• Data excerpts:

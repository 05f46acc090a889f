use std::sync::Arc;
use std::thread::{self, JoinHandle};

use crossbeam_channel::Sender;
use tracing::{info, warn};

use crate::command::{CancelToken, StatusCommand};
use crate::parser;
use crate::poller::PollEvent;

/// Check once whether the machine has an internal battery.
/// A command that cannot run counts as "no battery".
pub fn probe_has_battery(command: &dyn StatusCommand) -> bool {
    match command.run(&CancelToken::new()) {
        Ok(output) => parser::has_internal_battery(&output),
        Err(e) => {
            warn!(error = %e, "battery probe command failed");
            false
        }
    }
}

/// Run the probe off the UI thread and report the result as `PollEvent::Probed`.
pub fn spawn(command: Arc<dyn StatusCommand>, tx: Sender<PollEvent>) -> JoinHandle<()> {
    thread::spawn(move || {
        let has_battery = probe_has_battery(command.as_ref());
        info!(has_battery, "battery probe finished");
        let _ = tx.send(PollEvent::Probed(has_battery));
    })
}
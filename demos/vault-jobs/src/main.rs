use std::time::Duration;

use jobber::{
    job::payload::{NotificationPayload, OracleCallPayload},
    prelude::*,
};
use serde_json::json;
use tracing_subscriber::EnvFilter;

#[tokio::main]
pub async fn main() {
    tracing_subscriber::fmt()
        .with_env_filter(
            EnvFilter::try_from_default_env().unwrap_or_else(|_| EnvFilter::new("info,jobber=debug")),
        )
        .init();

    let system = JobSystem::from_env();
    system.queue().register_handler(
        JobType::NotificationSend,
        handler_fn(|payload, context: JobContext| async move {
            // Fail the first attempt to show a retry
            if context.attempt == 1 {
                return HandlerResult::Err("mail relay unavailable".into());
            }
            tracing::info!(?payload, "Delivered notification on attempt {}", context.attempt);
            HandlerResult::Ok(())
        }),
    );
    system.start();

    let receipt = system
        .enqueue(
            JobType::NotificationSend,
            NotificationPayload {
                recipient: "ops@example.com".to_owned(),
                subject: "Vault milestone reached".to_owned(),
                body: "Vault 42 unlocked its second tranche".to_owned(),
            }
            .into(),
            EnqueueOptions::default().with_max_attempts(2),
        )
        .unwrap();
    println!("Enqueued job {}", receipt.id);

    let receipt = system
        .enqueue(
            JobType::OracleCall,
            OracleCallPayload {
                oracle: "band".to_owned(),
                symbol: "XLM/USD".to_owned(),
                request_id: None,
            }
            .into(),
            EnqueueOptions::default().with_delay(Duration::from_millis(500)),
        )
        .unwrap();
    println!("Enqueued job {} to run at {}", receipt.id, receipt.run_at);

    let request = EnqueueRequest::from_json(json!({
        "type": "email.blast",
        "payload": {},
    }));
    if let Err(err) = request {
        println!("Rejected request: {err}");
    }

    tokio::time::sleep(Duration::from_secs(3)).await;

    println!(
        "{}",
        serde_json::to_string_pretty(&system.metrics()).unwrap()
    );
    println!(
        "{}",
        serde_json::to_string_pretty(&system.health()).unwrap()
    );

    let report = system.stop().await;
    println!("Stopped, drained: {}", report.drained);
}
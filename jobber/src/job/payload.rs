//! Payload shapes for each [`JobType`].
use serde::{Deserialize, Serialize};

use crate::QueueError;

use super::JobType;

/// The data a job carries, one variant per [`JobType`].
///
/// Serialised adjacently tagged, i.e. `{"type": "oracle.call", "payload": {...}}`.
#[derive(Debug, Clone, PartialEq, Eq, Serialize, Deserialize)]
#[serde(tag = "type", content = "payload")]
pub enum JobPayload {
    #[serde(rename = "notification.send")]
    NotificationSend(NotificationPayload),
    #[serde(rename = "deadline.check")]
    DeadlineCheck(DeadlineCheckPayload),
    #[serde(rename = "oracle.call")]
    OracleCall(OracleCallPayload),
    #[serde(rename = "analytics.recompute")]
    AnalyticsRecompute(AnalyticsRecomputePayload),
}

#[derive(Debug, Clone, PartialEq, Eq, Serialize, Deserialize)]
#[serde(rename_all = "camelCase")]
pub struct NotificationPayload {
    pub recipient: String,
    pub subject: String,
    pub body: String,
}

#[derive(Debug, Clone, PartialEq, Eq, Serialize, Deserialize)]
#[serde(rename_all = "camelCase")]
pub struct DeadlineCheckPayload {
    #[serde(default, skip_serializing_if = "Option::is_none")]
    pub vault_id: Option<String>,
    #[serde(default, skip_serializing_if = "Option::is_none")]
    pub deadline_iso: Option<String>,
    pub trigger_source: TriggerSource,
}

#[derive(Debug, Clone, Copy, PartialEq, Eq, Serialize, Deserialize)]
#[serde(rename_all = "lowercase")]
pub enum TriggerSource {
    Manual,
    Scheduler,
}

#[derive(Debug, Clone, PartialEq, Eq, Serialize, Deserialize)]
#[serde(rename_all = "camelCase")]
pub struct OracleCallPayload {
    pub oracle: String,
    pub symbol: String,
    #[serde(default, skip_serializing_if = "Option::is_none")]
    pub request_id: Option<String>,
}

#[derive(Debug, Clone, PartialEq, Eq, Serialize, Deserialize)]
#[serde(rename_all = "camelCase")]
pub struct AnalyticsRecomputePayload {
    pub scope: AnalyticsScope,
    #[serde(default, skip_serializing_if = "Option::is_none")]
    pub entity_id: Option<String>,
    #[serde(default, skip_serializing_if = "Option::is_none")]
    pub reason: Option<String>,
}

#[derive(Debug, Clone, Copy, PartialEq, Eq, Serialize, Deserialize)]
#[serde(rename_all = "lowercase")]
pub enum AnalyticsScope {
    Global,
    Vault,
    User,
}

impl JobPayload {
    pub fn job_type(&self) -> JobType {
        match self {
            Self::NotificationSend(_) => JobType::NotificationSend,
            Self::DeadlineCheck(_) => JobType::DeadlineCheck,
            Self::OracleCall(_) => JobType::OracleCall,
            Self::AnalyticsRecompute(_) => JobType::AnalyticsRecompute,
        }
    }

    /// Decode the payload for a given job type from raw JSON.
    pub fn from_parts(job_type: JobType, payload: serde_json::Value) -> Result<Self, QueueError> {
        let invalid = |err: serde_json::Error| QueueError::InvalidPayload {
            job_type,
            reason: err.to_string(),
        };
        let payload = match job_type {
            JobType::NotificationSend => {
                Self::NotificationSend(serde_json::from_value(payload).map_err(invalid)?)
            }
            JobType::DeadlineCheck => {
                Self::DeadlineCheck(serde_json::from_value(payload).map_err(invalid)?)
            }
            JobType::OracleCall => {
                Self::OracleCall(serde_json::from_value(payload).map_err(invalid)?)
            }
            JobType::AnalyticsRecompute => {
                Self::AnalyticsRecompute(serde_json::from_value(payload).map_err(invalid)?)
            }
        };
        Ok(payload)
    }

    /// Checks the constraints the type system cannot express, i.e. required strings being
    /// non-blank.
    pub fn validate(&self) -> Result<(), QueueError> {
        let job_type = self.job_type();
        let required = |field: &'static str, value: &str| {
            if value.trim().is_empty() {
                Err(QueueError::InvalidPayload {
                    job_type,
                    reason: format!("`{field}` must be a non-empty string"),
                })
            } else {
                Ok(())
            }
        };

        match self {
            Self::NotificationSend(payload) => {
                required("recipient", &payload.recipient)?;
                required("subject", &payload.subject)?;
                required("body", &payload.body)
            }
            Self::OracleCall(payload) => {
                required("oracle", &payload.oracle)?;
                required("symbol", &payload.symbol)
            }
            Self::DeadlineCheck(_) | Self::AnalyticsRecompute(_) => Ok(()),
        }
    }
}

impl From<NotificationPayload> for JobPayload {
    fn from(value: NotificationPayload) -> Self {
        Self::NotificationSend(value)
    }
}

impl From<DeadlineCheckPayload> for JobPayload {
    fn from(value: DeadlineCheckPayload) -> Self {
        Self::DeadlineCheck(value)
    }
}

impl From<OracleCallPayload> for JobPayload {
    fn from(value: OracleCallPayload) -> Self {
        Self::OracleCall(value)
    }
}

impl From<AnalyticsRecomputePayload> for JobPayload {
    fn from(value: AnalyticsRecomputePayload) -> Self {
        Self::AnalyticsRecompute(value)
    }
}
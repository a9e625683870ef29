use std::{collections::HashMap, error::Error, future::Future, sync::Arc};

use async_trait::async_trait;

use crate::job::{JobContext, JobPayload, JobType};

pub mod defaults;

/// The error type handlers fail with.
///
/// Any error type can be returned via `?`, and plain strings can be converted with `.into()`.
pub type BoxError = Box<dyn Error + Send + Sync>;

/// The result of running a [`Handler`].
pub type HandlerResult = Result<(), BoxError>;

/// The executable capability registered for a [`JobType`].
///
/// Returning `Ok(())` marks the job complete. Returning an error, or panicking, is treated as a
/// failed attempt: the job is retried with backoff until it runs out of attempts.
///
/// # Example
///
/// ```
/// # use jobber::prelude::*;
/// struct OracleHandler;
///
/// #[async_trait::async_trait]
/// impl Handler for OracleHandler {
///     async fn handle(&self, payload: &JobPayload, context: JobContext) -> HandlerResult {
///         let JobPayload::OracleCall(call) = payload else {
///             return Err("unexpected payload".into());
///         };
///         println!("{} {} attempt {}", call.oracle, call.symbol, context.attempt);
///         Ok(())
///     }
/// }
/// ```
#[async_trait]
pub trait Handler: Send + Sync {
    async fn handle(&self, payload: &JobPayload, context: JobContext) -> HandlerResult;
}

/// A [`Handler`] backed by an async closure, see [`handler_fn`].
pub struct FnHandler<F>(F);

/// Wraps an async closure as a [`Handler`].
///
/// The closure receives its own copy of the payload.
///
/// ```
/// # use jobber::prelude::*;
/// let handler = handler_fn(|payload: JobPayload, context: JobContext| async move {
///     println!("{} attempt {}", payload.job_type(), context.attempt);
///     HandlerResult::Ok(())
/// });
/// let registry = HandlerRegistry::new().with_handler(JobType::OracleCall, handler);
/// assert!(registry.contains(JobType::OracleCall));
/// ```
pub fn handler_fn<F, Fut>(f: F) -> FnHandler<F>
where
    F: Fn(JobPayload, JobContext) -> Fut + Send + Sync + 'static,
    Fut: Future<Output = HandlerResult> + Send + 'static,
{
    FnHandler(f)
}

#[async_trait]
impl<F, Fut> Handler for FnHandler<F>
where
    F: Fn(JobPayload, JobContext) -> Fut + Send + Sync + 'static,
    Fut: Future<Output = HandlerResult> + Send + 'static,
{
    async fn handle(&self, payload: &JobPayload, context: JobContext) -> HandlerResult {
        (self.0)(payload.clone(), context).await
    }
}

#[async_trait]
impl<H> Handler for Arc<H>
where
    H: Handler + ?Sized,
{
    async fn handle(&self, payload: &JobPayload, context: JobContext) -> HandlerResult {
        self.as_ref().handle(payload, context).await
    }
}

/// Maps each [`JobType`] to at most one [`Handler`].
#[derive(Clone, Default)]
pub struct HandlerRegistry {
    handlers: HashMap<JobType, Arc<dyn Handler>>,
}

impl std::fmt::Debug for HandlerRegistry {
    fn fmt(&self, f: &mut std::fmt::Formatter<'_>) -> std::fmt::Result {
        f.debug_set().entries(self.job_types()).finish()
    }
}

impl HandlerRegistry {
    pub fn new() -> Self {
        Self::default()
    }

    /// Registers `handler` for `job_type`, replacing any existing handler.
    pub fn with_handler(mut self, job_type: JobType, handler: impl Handler + 'static) -> Self {
        self.register(job_type, Arc::new(handler));
        self
    }

    /// Registers `handler` for `job_type` returning the handler it replaced, if any.
    pub fn register(
        &mut self,
        job_type: JobType,
        handler: Arc<dyn Handler>,
    ) -> Option<Arc<dyn Handler>> {
        self.handlers.insert(job_type, handler)
    }

    pub fn remove(&mut self, job_type: JobType) -> Option<Arc<dyn Handler>> {
        self.handlers.remove(&job_type)
    }

    pub fn get(&self, job_type: JobType) -> Option<Arc<dyn Handler>> {
        self.handlers.get(&job_type).cloned()
    }

    pub fn contains(&self, job_type: JobType) -> bool {
        self.handlers.contains_key(&job_type)
    }

    /// The registered job types in declaration order.
    pub fn job_types(&self) -> impl Iterator<Item = JobType> + '_ {
        JobType::ALL
            .into_iter()
            .filter(|job_type| self.contains(*job_type))
    }
}
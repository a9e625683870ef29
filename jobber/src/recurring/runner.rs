use std::time::Duration;

use chrono::Utc;
use tokio::{
    task::JoinHandle,
    time::{Instant, MissedTickBehavior},
};
use tokio_util::sync::CancellationToken;

use crate::queue::JobQueue;

use super::{RecurringJob, Schedule};

const MIN_INTERVAL: Duration = Duration::from_millis(1);

pub(crate) struct RecurringRunner {
    queue: JobQueue,
    job: RecurringJob,
}

impl RecurringRunner {
    pub(crate) fn new(queue: JobQueue, job: RecurringJob) -> Self {
        Self { queue, job }
    }

    pub(crate) fn spawn(self, token: CancellationToken) -> JoinHandle<()> {
        tokio::spawn(async move {
            match self.job.schedule.clone() {
                Schedule::Interval(period) => self.run_every(period, &token).await,
                Schedule::Cron(schedule) => self.run_cron(&schedule, &token).await,
            }
            tracing::debug!(
                job_type = %self.job.job_type(),
                "Shutting down recurring {} injector",
                self.job.job_type(),
            );
        })
    }

    async fn run_every(&self, period: Duration, token: &CancellationToken) {
        let period = period.max(MIN_INTERVAL);
        let mut interval = tokio::time::interval_at(Instant::now() + period, period);
        interval.set_missed_tick_behavior(MissedTickBehavior::Delay);
        loop {
            tokio::select! {
                _ = interval.tick() => self.job.inject(&self.queue),
                _ = token.cancelled() => break,
            }
        }
    }

    async fn run_cron(&self, schedule: &cron::Schedule, token: &CancellationToken) {
        let mut last = Utc::now();
        loop {
            let Some(next) = schedule.after(&last).next() else {
                tracing::warn!(
                    job_type = %self.job.job_type(),
                    "No future scheduled time for recurring {} job",
                    self.job.job_type(),
                );
                break;
            };
            let delay = (next - Utc::now()).to_std().unwrap_or(Duration::ZERO);
            tokio::select! {
                _ = tokio::time::sleep(delay) => {
                    self.job.inject(&self.queue);
                    last = next;
                },
                _ = token.cancelled() => break,
            }
        }
    }
}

• Task objective: Filter the data down to the lines that contain the string "Enqueued", and copy them.

• Output for this task:
    println!("Enqueued job {}", receipt.id);
    println!("Enqueued job {} to run at {}", receipt.id, receipt.run_at);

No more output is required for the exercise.